Tag: issues

  • Life as an exhibition and exhibition as life

    Life as an exhibition and exhibition as life

    They are artists from Romania and
    Germany and decided to spend some time together during the pandemic as an alternative
    to the searching of an artist confined to an isolated space. And when 12
    artists spend time together speaking, cooking and working the result cannot be
    but an exhibition.




    Born out of life
    the exhibition itself is an illustration of life as it was felt by the group:
    private versus collective, general versus individual, spare time versus working
    hours. Curators Catinca Tabacaru and Daniela Palimariu talked to us about the project
    and the Staycation exhibition.




    Catinca Tăbăcaru: Staycation has been born out of the present pandemic, because we artists,
    like everyone else, had to find our own space to relax and be ourselves. We
    thought it as a meeting space and didn’t see it as an exhibition at first. It all
    started with a symposium we staged in July when six artists from Berlin and six
    from Romania got together and jointly with Daniela Palimariu from Sandwich and
    Rachel Monosov from CTG Collective we created a situation in which we stayed
    together for one week. 12 creative artists, one week together; we lived
    together, cooked bread and walked through the Vacaresti delta.

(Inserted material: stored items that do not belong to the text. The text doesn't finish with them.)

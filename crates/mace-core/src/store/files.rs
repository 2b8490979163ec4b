use super::Store;
use crate::error::MaceResult;
use crate::model::{FileArtifact, FileKind};
use chrono::Utc;
use sqlx::Row;
use uuid::Uuid;

impl Store {
    /// Register a file artifact, keyed on `(path, content_hash)` so that
    /// re-registering an unchanged file is a no-op (spec §5 idempotency
    /// rule (b)) — a changed hash at the same path is a distinct row.
    pub async fn register_file(&self, file: &FileArtifact) -> MaceResult<bool> {
        if let Some(existing) = self.find_file(&file.path, &file.content_hash).await? {
            let _ = existing;
            return Ok(false);
        }
        sqlx::query(
            "INSERT OR IGNORE INTO files (id, calc_id, path, kind, content_hash, size, created_at) \
             VALUES (?1, ?2, ?3, ?4, ?5, ?6, ?7)",
        )
        .bind(file.id.to_string())
        .bind(file.calc_id.to_string())
        .bind(&file.path)
        .bind(file.kind.to_string())
        .bind(&file.content_hash)
        .bind(file.size as i64)
        .bind(file.created_at.to_rfc3339())
        .execute(&self.pool)
        .await?;
        Ok(true)
    }

    pub async fn find_file(&self, path: &str, content_hash: &str) -> MaceResult<Option<FileArtifact>> {
        let row = sqlx::query("SELECT * FROM files WHERE path = ?1 AND content_hash = ?2")
            .bind(path)
            .bind(content_hash)
            .fetch_optional(&self.pool)
            .await?;
        Ok(row.map(|r| row_to_file(&r)).transpose()?)
    }

    pub async fn list_files_for_calc(&self, calc_id: Uuid) -> MaceResult<Vec<FileArtifact>> {
        let rows = sqlx::query("SELECT * FROM files WHERE calc_id = ?1 ORDER BY created_at")
            .bind(calc_id.to_string())
            .fetch_all(&self.pool)
            .await?;
        rows.iter().map(row_to_file).collect()
    }

    pub async fn find_files_by_kind(&self, calc_id: Uuid, kind: FileKind) -> MaceResult<Vec<FileArtifact>> {
        let rows = sqlx::query("SELECT * FROM files WHERE calc_id = ?1 AND kind = ?2 ORDER BY created_at")
            .bind(calc_id.to_string())
            .bind(kind.to_string())
            .fetch_all(&self.pool)
            .await?;
        rows.iter().map(row_to_file).collect()
    }
}

#[cfg(test)]
mod tests {
    use super::*;

    fn artifact(calc_id: Uuid, path: &str, hash: &str) -> FileArtifact {
        FileArtifact {
            id: Uuid::new_v4(),
            calc_id,
            path: path.into(),
            kind: FileKind::SolverOutput,
            content_hash: hash.into(),
            size: 42,
            created_at: Utc::now(),
        }
    }

    #[tokio::test]
    async fn reregistering_the_same_path_and_hash_is_a_no_op() {
        let store = Store::in_memory().await.unwrap();
        let calc_id = Uuid::new_v4();
        let a = artifact(calc_id, "diamond.out", "abc123");
        assert!(store.register_file(&a).await.unwrap());
        assert!(!store.register_file(&artifact(calc_id, "diamond.out", "abc123")).await.unwrap());

        let files = store.list_files_for_calc(calc_id).await.unwrap();
        assert_eq!(files.len(), 1);
    }

    #[tokio::test]
    async fn a_changed_hash_at_the_same_path_registers_a_distinct_row() {
        let store = Store::in_memory().await.unwrap();
        let calc_id = Uuid::new_v4();
        store.register_file(&artifact(calc_id, "diamond.out", "abc123")).await.unwrap();
        store.register_file(&artifact(calc_id, "diamond.out", "def456")).await.unwrap();

        let files = store.list_files_for_calc(calc_id).await.unwrap();
        assert_eq!(files.len(), 2);
    }
}

fn row_to_file(row: &sqlx::sqlite::SqliteRow) -> MaceResult<FileArtifact> {
    use crate::error::MaceError;
    let kind_str: String = row.get("kind");
    Ok(FileArtifact {
        id: row
            .get::<String, _>("id")
            .parse()
            .map_err(|e| MaceError::Database(format!("bad uuid: {e}")))?,
        calc_id: row
            .get::<String, _>("calc_id")
            .parse()
            .map_err(|e| MaceError::Database(format!("bad uuid: {e}")))?,
        path: row.get("path"),
        kind: kind_str.parse().map_err(MaceError::Database)?,
        content_hash: row.get("content_hash"),
        size: row.get::<i64, _>("size") as u64,
        created_at: chrono::DateTime::parse_from_rfc3339(row.get("created_at"))
            .unwrap()
            .with_timezone(&Utc),
    })
}
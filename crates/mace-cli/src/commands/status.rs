use crate::cli::ExitCode;
use crate::context::Context;
use crate::output::TableBuilder;
use mace_core::error::MaceResult;
use mace_core::model::CalculationStatus;
use uuid::Uuid;

const STATUSES: [CalculationStatus; 7] = [
    CalculationStatus::Pending,
    CalculationStatus::Submitted,
    CalculationStatus::Running,
    CalculationStatus::Completed,
    CalculationStatus::Failed,
    CalculationStatus::TerminallyFailed,
    CalculationStatus::Cancelled,
];

pub async fn run(ctx: &Context, workflow_id: Option<String>) -> MaceResult<ExitCode> {
    let workflows = match workflow_id {
        Some(raw) => {
            let Ok(id) = raw.parse::<Uuid>() else {
                return Ok(ExitCode::UserError);
            };
            match ctx.store.get_workflow(id).await? {
                Some(wf) => vec![wf],
                None => return Ok(ExitCode::UserError),
            }
        }
        None => ctx.store.list_workflows().await?,
    };

    let mut builder = TableBuilder::new().headers(&[
        "workflow", "materials", "pending", "submitted", "running", "completed", "failed", "terminal",
    ]);

    for wf in &workflows {
        let calcs = ctx.store.list_by_workflow(wf.id).await?;
        let mut counts = [0usize; 7];
        for calc in &calcs {
            if let Some(idx) = STATUSES.iter().position(|s| *s == calc.status) {
                counts[idx] += 1;
            }
        }
        builder = builder.add_row(vec![
            wf.id.to_string(),
            wf.materials.len().to_string(),
            counts[0].to_string(),
            counts[1].to_string(),
            counts[2].to_string(),
            counts[3].to_string(),
            counts[4].to_string(),
            (counts[5] + counts[6]).to_string(),
        ]);
    }

    println!("{}", builder.build());
    Ok(ExitCode::Success)
}
//! Layered configuration (spec §6, §9).
//!
//! Precedence, highest first: environment variables, the loaded recovery
//! rule file (merged over built-in defaults), then built-in defaults.
//! Mirrors the reference CLI's `config` crate usage — one `Config` builder
//! composing sources, never hand-rolled env parsing scattered through the
//! codebase.

use crate::error::{MaceError, MaceResult};
use crate::model::ErrorKind;
use serde::{Deserialize, Serialize};
use std::collections::HashMap;
use std::path::{Path, PathBuf};

/// Recovery action applied when retrying a calculation of a given error
/// kind (spec §4.7).
#[derive(Debug, Clone, Serialize, Deserialize, PartialEq)]
pub struct RecoveryAction {
    pub max_attempts: u32,
    /// `false` means the kind is always terminal (max_attempts == 0).
    #[serde(default)]
    pub description: String,
}

/// The merged recovery-rule table: external file entries override the
/// built-in defaults per kind; kinds absent from the file fall back to the
/// defaults untouched.
#[derive(Debug, Clone, Serialize, Deserialize)]
pub struct RecoveryRules {
    pub rules: HashMap<ErrorKind, RecoveryAction>,
}

impl RecoveryRules {
    pub fn defaults() -> Self {
        let mut rules = HashMap::new();
        rules.insert(
            ErrorKind::ScfNotConverged,
            RecoveryAction {
                max_attempts: 3,
                description: "bump MAXCYCLE, enable/adjust mixing, retry".into(),
            },
        );
        rules.insert(
            ErrorKind::MemoryExhausted,
            RecoveryAction {
                max_attempts: 2,
                description: "escalate resource profile (next memory tier), retry".into(),
            },
        );
        rules.insert(
            ErrorKind::ShrinkTooSmall,
            RecoveryAction {
                max_attempts: 2,
                description: "replace k-mesh with the smallest safe value, retry".into(),
            },
        );
        rules.insert(
            ErrorKind::WalltimeExceeded,
            RecoveryAction {
                max_attempts: 2,
                description: "escalate walltime tier, retry".into(),
            },
        );
        rules.insert(
            ErrorKind::GeometryCollision,
            RecoveryAction {
                max_attempts: 0,
                description: "mark terminal".into(),
            },
        );
        rules.insert(
            ErrorKind::InputGenerationFailed,
            RecoveryAction {
                max_attempts: 1,
                description: "re-invoke generator once; if still failing, terminal".into(),
            },
        );
        rules.insert(
            ErrorKind::DiskSpace,
            RecoveryAction {
                max_attempts: 0,
                description: "terminal, require manual intervention".into(),
            },
        );
        rules.insert(
            ErrorKind::FileOperation,
            RecoveryAction {
                max_attempts: 0,
                description: "terminal, missing or unreadable solver output".into(),
            },
        );
        rules.insert(
            ErrorKind::Unknown,
            RecoveryAction {
                max_attempts: 0,
                description: "terminal".into(),
            },
        );
        Self { rules }
    }

    /// Load a TOML rule file and merge it *over* the built-in defaults —
    /// entries present in the file win; absent entries keep their default
    /// (spec §9's resolution of the "two parallel recovery-rule systems"
    /// open question).
    pub fn load_merged(path: &Path) -> MaceResult<Self> {
        let mut merged = Self::defaults();
        if !path.exists() {
            return Ok(merged);
        }
        let text = std::fs::read_to_string(path)?;
        let file_rules: HashMap<String, RecoveryAction> = toml_to_map(&text)?;
        for (kind_str, action) in file_rules {
            let kind = kind_str
                .parse::<ErrorKind>()
                .map_err(MaceError::Configuration)?;
            merged.rules.insert(kind, action);
        }
        Ok(merged)
    }

    pub fn max_attempts(&self, kind: ErrorKind) -> u32 {
        self.rules.get(&kind).map(|r| r.max_attempts).unwrap_or(0)
    }
}

fn toml_to_map(text: &str) -> MaceResult<HashMap<String, RecoveryAction>> {
    #[derive(Deserialize)]
    struct Wrapper {
        #[serde(flatten)]
        rules: HashMap<String, RecoveryAction>,
    }
    let w: Wrapper = ::config::Config::builder()
        .add_source(::config::File::from_str(text, ::config::FileFormat::Toml))
        .build()
        .map_err(|e| MaceError::Configuration(e.to_string()))?
        .try_deserialize()
        .map_err(|e| MaceError::Configuration(e.to_string()))?;
    Ok(w.rules)
}

/// Priority-ordered unit-assignment constants exposed for configuration
/// rather than hard-coded, resolving the metal/semimetal cutoff and
/// DOS-at-Fermi Open Question from spec §9.
#[derive(Debug, Clone, Serialize, Deserialize)]
pub struct ExtractionConfig {
    /// Metal/semimetal band-gap cutoff, in Hartree.
    pub metal_gap_threshold_ha: f64,
    /// DOS-at-Fermi criterion: g(E_F) > ratio * g_mean.
    pub dos_fermi_ratio: f64,
}

impl Default for ExtractionConfig {
    fn default() -> Self {
        Self {
            metal_gap_threshold_ha: 0.001,
            dos_fermi_ratio: 0.05,
        }
    }
}

/// Process-wide configuration, composed from defaults, environment
/// overrides, and (optionally) a user config file — never a bare
/// process-wide singleton reached into by ad-hoc call sites (spec §9's
/// "Global material database singleton" re-architecture note: the loaded
/// `AppConfig` is handed explicitly to every component that needs it).
#[derive(Debug, Clone)]
pub struct AppConfig {
    pub mace_home: Option<PathBuf>,
    pub slurm_account: Option<String>,
    pub slurm_partition: Option<String>,
    pub scratch: Option<PathBuf>,
    pub database_path: PathBuf,
    pub log_filter: String,
    pub extraction: ExtractionConfig,
}

impl AppConfig {
    /// Compose defaults with environment-variable overrides (spec §6).
    pub fn from_env() -> Self {
        Self {
            mace_home: std::env::var_os("MACE_HOME").map(PathBuf::from),
            slurm_account: std::env::var("SLURM_ACCOUNT").ok(),
            slurm_partition: std::env::var("SLURM_PARTITION").ok(),
            scratch: std::env::var_os("SCRATCH").map(PathBuf::from),
            database_path: std::env::var_os("MACE_DB")
                .map(PathBuf::from)
                .unwrap_or_else(|| PathBuf::from("mace.db")),
            log_filter: std::env::var("MACE_LOG").unwrap_or_else(|_| "info".to_string()),
            extraction: ExtractionConfig::default(),
        }
    }

    pub fn database_url(&self) -> String {
        format!("sqlite://{}?mode=rwc", self.database_path.display())
    }
}
use axum::{
    Json,
    extract::{Path, State, rejection::JsonRejection},
    http::StatusCode,
    response::{IntoResponse, Response},
};
use serde::Deserialize;

use crate::modules::cart::adapters::inbound::http_response::{ErrorBody, respond};
use crate::modules::cart::adapters::outbound::toast::CartOperation;
use crate::modules::cart::core::product::ProductId;
use crate::modules::cart::use_cases::update_product_amount::command::UpdateProductAmount;
use crate::shell::state::AppState;

#[derive(Deserialize)]
pub struct UpdateProductAmountBody {
    pub amount: i64,
}

pub async fn handle(
    State(state): State<AppState>,
    Path(product_id): Path<ProductId>,
    body: Result<Json<UpdateProductAmountBody>, JsonRejection>,
) -> Response {
    let Json(body) = match body {
        Ok(b) => b,
        Err(rejection) => {
            let message = rejection.body_text();
            return (StatusCode::UNPROCESSABLE_ENTITY, Json(ErrorBody { message })).into_response();
        }
    };

    let command = UpdateProductAmount {
        product_id,
        amount: body.amount,
    };
    respond(
        CartOperation::UpdateProductAmount,
        state.store.update_product_amount(command).await,
    )
}
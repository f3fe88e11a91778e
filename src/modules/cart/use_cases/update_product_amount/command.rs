use crate::modules::cart::core::product::ProductId;
use serde::Deserialize;

/// Sets the quantity of a product already in the cart. `amount` is signed so
/// that zero and negative requests reach the decider instead of failing at
/// the transport boundary.
#[derive(Debug, Clone, Copy, PartialEq, Eq, Deserialize)]
pub struct UpdateProductAmount {
    pub product_id: ProductId,
    pub amount: i64,
}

We talked and
    talked, about the world and what is happening to the environment, about the
    pandemic and all.




    Daniela
    Pălimariu told us how the team involved with the aforementioned project got
    together.




    Daniela Palimariu: Each of the three partners in this project, I, Catinca and Rachel proposed
    a number of young emerging artists, some from Bucharest, some from Berlin. Some
    of them I knew pretty well, about the others I was just curious. Anyway, the
    group eventually started to take shape and some bonds were created. The
    relationship between us grew steadily because we had this time between the
    symposium in July and the exhibition that we have now. We wanted to bring
    together artists from various environments, with different approaches,
    committed artists, who want to get involved in this on a long term. Their
    commitment is visible in the way they work, they communicate, their
    professionalism. Those very young are highly educated and we can continue to
    develop this relationship on a long term.




    The
    aforementioned artists found the best ways to cooperate and communicate as Catinca
    Tăbăcaru told us:




    Catinca Tabacaru: I have participated in similar projects of this kind, which most of
    the time ended up in some frustration or tension of one kind or the other. However,
    this time because we were able to choose the artists ourselves and we wanted
    them to be smart, ambitious but with a good heart, we relied very much on this
    idea of slowing down a bit. We all had the feeling that life is hectic nowadays
    so we decided to take things easily for a while. We went together to the
    market, bought organic food from farmers, cooked some meals and tackled various
    issues, from private to general. We went for a stroll in the Vacaresti park,
    which was quite a slice. One of the artists who was from Taiwan got us together
    in a special kind of meditation, where we tried to experience some sort of collective
    rest and even collective dreaming if possible. It was an interesting experience
    one cannot quite often have as an adult. Children often sleep together, but we
    as adults not very often, you know. So we created an atmosphere where we can
    feel and listen more than we can talk or do, although it turned out to be a lot
    of talking eventually.




    Yen Chun Lin,
    Isabella Fürnkäs, Lexia Hachtmann, Bethan Hughes, Lera Kelemen, Barbara Lüdde,
    Catinca Mălaimare, Rachel Monosov, Daniela Pălimariu, Ana Pascu, Ioana Stanca,
    Ana-Maria Ștefan are the other artists involved with the project. The outcomes
    of their meetings will be on view by February 12th at the Catinca
    Tăbăcaru and Sandwich Malmaison Gallery. But what is the public going to see
    there? Here is Daniela Pălimariu again:




    Daniela Palimariu: The other space is Sandwich of Space, an extension of the Sandwich gallery
    opened in 2016 and the works on view here are various in both spaces. These two
    galleries have been fitted with size-specific installations but they also have
    on view paintings, sculptures, ceramics, video installations and a performance offered
    by Catinca Malaimare. There is only one
    exhibition but with two locations, which I might say aren’t different
    conceptually. Of course most of the works stemmed out of our summer experience as
    well as the relationship created back then. Many have specifically hinted at
    our group and the experience we enjoyed together, as the number 12 recurrently
    appears in some works and so do various images we shared back then. However,
    these aren’t very clear, very specific as every artist was left the freedom to
    interpret that experience as they wanted and that became visible in the works.




    The exhibition
    is the most visible part of the project and comes as a conclusion of the
    symposium held in the summer of last year, where the participants met and were
    introduced to the host-city Bucharest. However, the most important thing is that
    these young artists managed to find a functional way of surviving during a
    pandemic without losing themselves.